In a small east coast town, hundreds of homes, an AT&T switching station, and a
large corporate data center were engulfed with four feet of muddy water when a
local river spilled over its banks.
Unfortunately, communication to the site was difficult due to the flooding of the AT&T switching station across the street. All telephone, cellular phone, and pager services within 50 miles of the site were unreliable.
However, the eMag Recovery Team wasted no time. Within six hours of the initial phone call to eMag, an Emergency Response Team Member was on-site for evaluation of the damage.

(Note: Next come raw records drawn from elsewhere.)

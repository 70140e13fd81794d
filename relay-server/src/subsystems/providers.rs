//! Provider chains per capability.
//!
//! Each capability maps to an ordered list of providers. `Providers::submit`
//! tries them in priority order through the circuit breaker registry, so a
//! provider whose breaker is open is skipped without being called.

use std::collections::HashMap;
use std::sync::Arc;
use std::time::Duration;

use async_trait::async_trait;
use futures::stream::{self, BoxStream, StreamExt};
use relay_core::config::{ProviderConfig, ProviderKind, ProvidersConfig};
use relay_core::models::{ResultPayload, WorkFailure, WorkItem, WorkKind, WorkPayload};
use relay_core::RelayError;

use super::circuit_breaker::BreakerRegistry;
use super::dispatcher::{Dispatcher, WorkHandler};

#[derive(Debug, Clone, Copy, PartialEq, Eq, Hash)]
pub enum Capability {
    Transcribe,
    Generate,
    Synthesize,
}

impl Capability {
    pub fn work_kind(self) -> WorkKind {
        match self {
            Capability::Transcribe => WorkKind::Stt,
            Capability::Generate => WorkKind::Llm,
            Capability::Synthesize => WorkKind::Tts,
        }
    }

    pub fn for_kind(kind: WorkKind) -> Self {
        match kind {
            WorkKind::Stt => Capability::Transcribe,
            WorkKind::Llm => Capability::Generate,
            WorkKind::Tts => Capability::Synthesize,
        }
    }

    pub fn as_str(self) -> &'static str {
        match self {
            Capability::Transcribe => "transcribe",
            Capability::Generate => "generate",
            Capability::Synthesize => "synthesize",
        }
    }
}

/// A way of getting work done for a capability.
#[derive(Debug, Clone, PartialEq)]
pub enum Provider {
    /// External workers consuming `relay.work.{pool}.*`.
    WorkerPool { name: String, pool: String },
    /// In-process echo responder.
    Loopback { name: String, chunk_delay: Duration },
}

impl Provider {
    pub fn from_config(config: &ProviderConfig, capability: Capability) -> Self {
        match config.kind {
            ProviderKind::WorkerPool => Provider::WorkerPool {
                name: config.name.clone(),
                pool: config
                    .pool
                    .clone()
                    .unwrap_or_else(|| capability.work_kind().as_str().to_string()),
            },
            ProviderKind::Loopback => Provider::Loopback {
                name: config.name.clone(),
                chunk_delay: Duration::from_millis(config.chunk_delay_ms),
            },
        }
    }

    pub fn name(&self) -> &str {
        match self {
            Provider::WorkerPool { name, .. } | Provider::Loopback { name, .. } => name,
        }
    }

    pub fn pool(&self) -> Option<&str> {
        match self {
            Provider::WorkerPool { pool, .. } => Some(pool),
            Provider::Loopback { .. } => None,
        }
    }

    /// Hand the item over. Returns once the provider has accepted it; output
    /// arrives later on the session's result subject.
    pub async fn submit(&self, dispatcher: &Arc<Dispatcher>, item: &WorkItem) -> Result<(), RelayError> {
        match self {
            Provider::WorkerPool { pool, .. } => dispatcher.enqueue_to(pool, item).await,
            Provider::Loopback { chunk_delay, .. } => {
                let dispatcher = dispatcher.clone();
                let handler = EchoHandler {
                    chunk_delay: *chunk_delay,
                };
                let item = item.clone();
                tokio::spawn(async move {
                    if let Err(e) = dispatcher.process(&handler, &item).await {
                        tracing::warn!(
                            session_id = %item.session_id,
                            correlation_id = %item.correlation_id,
                            "Loopback processing failed: {}",
                            e
                        );
                    }
                });
                Ok(())
            }
        }
    }
}

pub struct Providers {
    dispatcher: Arc<Dispatcher>,
    breakers: Arc<BreakerRegistry>,
    chains: HashMap<Capability, Vec<Provider>>,
}

impl Providers {
    pub fn from_config(
        config: &ProvidersConfig,
        dispatcher: Arc<Dispatcher>,
        breakers: Arc<BreakerRegistry>,
    ) -> Self {
        let chain = |capability: Capability, list: &[ProviderConfig]| {
            (
                capability,
                list.iter()
                    .map(|p| Provider::from_config(p, capability))
                    .collect::<Vec<_>>(),
            )
        };
        let chains = HashMap::from([
            chain(Capability::Transcribe, &config.transcribe),
            chain(Capability::Generate, &config.generate),
            chain(Capability::Synthesize, &config.synthesize),
        ]);
        Self {
            dispatcher,
            breakers,
            chains,
        }
    }

    pub fn dispatcher(&self) -> &Arc<Dispatcher> {
        &self.dispatcher
    }

    pub fn chain(&self, capability: Capability) -> &[Provider] {
        self.chains.get(&capability).map(Vec::as_slice).unwrap_or(&[])
    }

    /// Worker pools serving `kind`, for cancellation broadcasts.
    pub fn pools_for(&self, kind: WorkKind) -> Vec<String> {
        self.chain(Capability::for_kind(kind))
            .iter()
            .filter_map(|p| p.pool().map(str::to_string))
            .collect()
    }

    /// Submit to the first provider that accepts the item. Returns the name of
    /// the provider used.
    pub async fn submit(&self, item: &WorkItem) -> Result<String, RelayError> {
        let capability = Capability::for_kind(item.work_kind);
        for provider in self.chain(capability) {
            let outcome = self
                .breakers
                .call(provider.name(), || provider.submit(&self.dispatcher, item))
                .await;
            match outcome {
                Ok(()) => return Ok(provider.name().to_string()),
                Err(e) if !e.is_retryable() => return Err(e),
                Err(e) => {
                    tracing::warn!(
                        provider = %provider.name(),
                        capability = capability.as_str(),
                        correlation_id = %item.correlation_id,
                        "Provider unavailable, trying next: {}",
                        e
                    );
                }
            }
        }
        Err(RelayError::Overloaded(format!(
            "no provider available for {}",
            capability.as_str()
        )))
    }
}

// ============================================================================
// Loopback responder
// ============================================================================

/// Deterministic stand-in for real workers:
/// - stt: the audio bytes read back as UTF-8 text
/// - llm: echoes the last user message word by word
/// - tts: the text bytes as one audio chunk
pub struct EchoHandler {
    pub chunk_delay: Duration,
}

impl EchoHandler {
    fn chunks(item: &WorkItem) -> Vec<Result<ResultPayload, WorkFailure>> {
        match &item.payload {
            WorkPayload::Audio { audio, .. } => {
                let text = match std::str::from_utf8(audio) {
                    Ok(s) if !s.trim().is_empty() => s.trim().to_string(),
                    _ => format!("[{} bytes of audio]", audio.len()),
                };
                vec![Ok(ResultPayload::Transcript { text })]
            }
            WorkPayload::Prompt { messages, .. } => {
                let Some(last) = messages.iter().rev().find(|m| m.role == "user") else {
                    return vec![Err(WorkFailure {
                        code: "empty_prompt".to_string(),
                        message: "no user message to respond to".to_string(),
                    })];
                };
                let words: Vec<&str> = last.content.split_whitespace().collect();
                let count = words.len();
                words
                    .into_iter()
                    .enumerate()
                    .map(|(i, w)| {
                        let text = if i + 1 < count {
                            format!("{} ", w)
                        } else {
                            w.to_string()
                        };
                        Ok(ResultPayload::Text { text })
                    })
                    .collect()
            }
            WorkPayload::Text { text, .. } => vec![Ok(ResultPayload::Audio {
                audio: bytes::Bytes::from(text.clone().into_bytes()),
            })],
        }
    }
}

#[async_trait]
impl WorkHandler for EchoHandler {
    async fn handle(&self, item: &WorkItem) -> BoxStream<'static, Result<ResultPayload, WorkFailure>> {
        let delay = self.chunk_delay;
        stream::iter(Self::chunks(item))
            .then(move |chunk| async move {
                if !delay.is_zero() {
                    tokio::time::sleep(delay).await;
                }
                chunk
            })
            .boxed()
    }
}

The preliminary evaluation estimated that 15,000 tape cartridges were damaged by the water. eMag Team Members explained to data center management the urgency of treating the tape cartridges immediately. However, the customer was extremely hesitant about allowing the tapes to be taken off-site due to the critical nature of the data and asked eMag to send a team of specialists to prepare for on-site recovery.
PREPARING TO RESTORE 15,000 WATER-DAMAGED TAPE CARTRIDGES
In Dallas, eMag Services Operations prepared the necessary equipment for air shipment to the customer site. Simultaneously, the Technical Support Team from the eMag Recovery Site in Graham, Texas, arranged for an emergency tape shipment to the customer for same day-Saturday air delivery.
| MEDIATYPE | RECOVERED | RECOVERY RATE |
|---|---|---|
| 3480/3490e | 10.738 | 91.3% |
| 3590 | 244 | 98.3% |
In addition, three more team members were sent to the site to contribute their knowledge and expertise, including eMag's Research & Development Director from the United Kingdom. By Sunday night the team was complete and ready to move forward with the recovery. They quickly uncrated and arranged the required equipment, timing it so well that they were prepared to proceed when the electricity was finally restored to the site.
RECOVERING DATA ON-SITE AND OFF-SITE
Although the recovery team took only 24 hours to begin recovery, the submerged tapes had absorbed a large amount of water and were contaminated by silt and bacteria.
Fortunately for the data center, eMag Team Members were experienced with water damaged tapes and had just recently recovered data from a similar flood disaster in Spain involving 8,000 media cartridges. Therefore, the data recovery process for flooded tapes had already been perfected and was quickly applied to the tape cartridges in New Jersey. Throughout the next few days, the team recovered data from a small portion of tapes on-site, earning the respect and trust of the customer.
However, the level of contamination and sheer number of tapes required that the process be completed at eMag's Recovery Site where resources and personnel were available round the clock. The eMag team informed the customer that the process could be better served by moving the operation. With the customer's approval, the remaining 12,000 3480, 3490, 3590, and DLT cartridges were packaged in plastic-lined boxes for air shipment to Texas.
In Texas, the eMag team determined that each tape had absorbed nearly eight ounces of water. Most of the data recovery effort was focused on eliminating the water through a proprietary process that reconditions the tape and allows it to transfer data to eMag equipment. The process is extremely delicate and requires extensive knowledge of magnetic media and its properties.
GET THE BEST RESULTS WITH INDUSTRY EXPERTS
eMag's 30 years of media manufacturing experience proved to be play a key component in yet another successful recovery. eMag was able to dry, process, and copy approximately 1,500 tapes weekly. By the first of December, eMag had recovered nearly 92% of the tapes.
eMag Solutions is proud to have played an integral part of the total recovery process. From the start, eMag specialists were on hand to evaluate and determine the steps necessary for optimum data recovery. Over the next eight weeks, eMag's worldwide emergency response teams worked around the clock, manually recovering each data tape, though at times this process was painstaking and time consuming.
Based on the advanced compression algorithms used on some of the media (with up to 70 GB of data on some 3590 and DLT tapes), eMag estimates that over 23.28 terabytes of data was recovered from tapes that were once under water; an amazing recovery.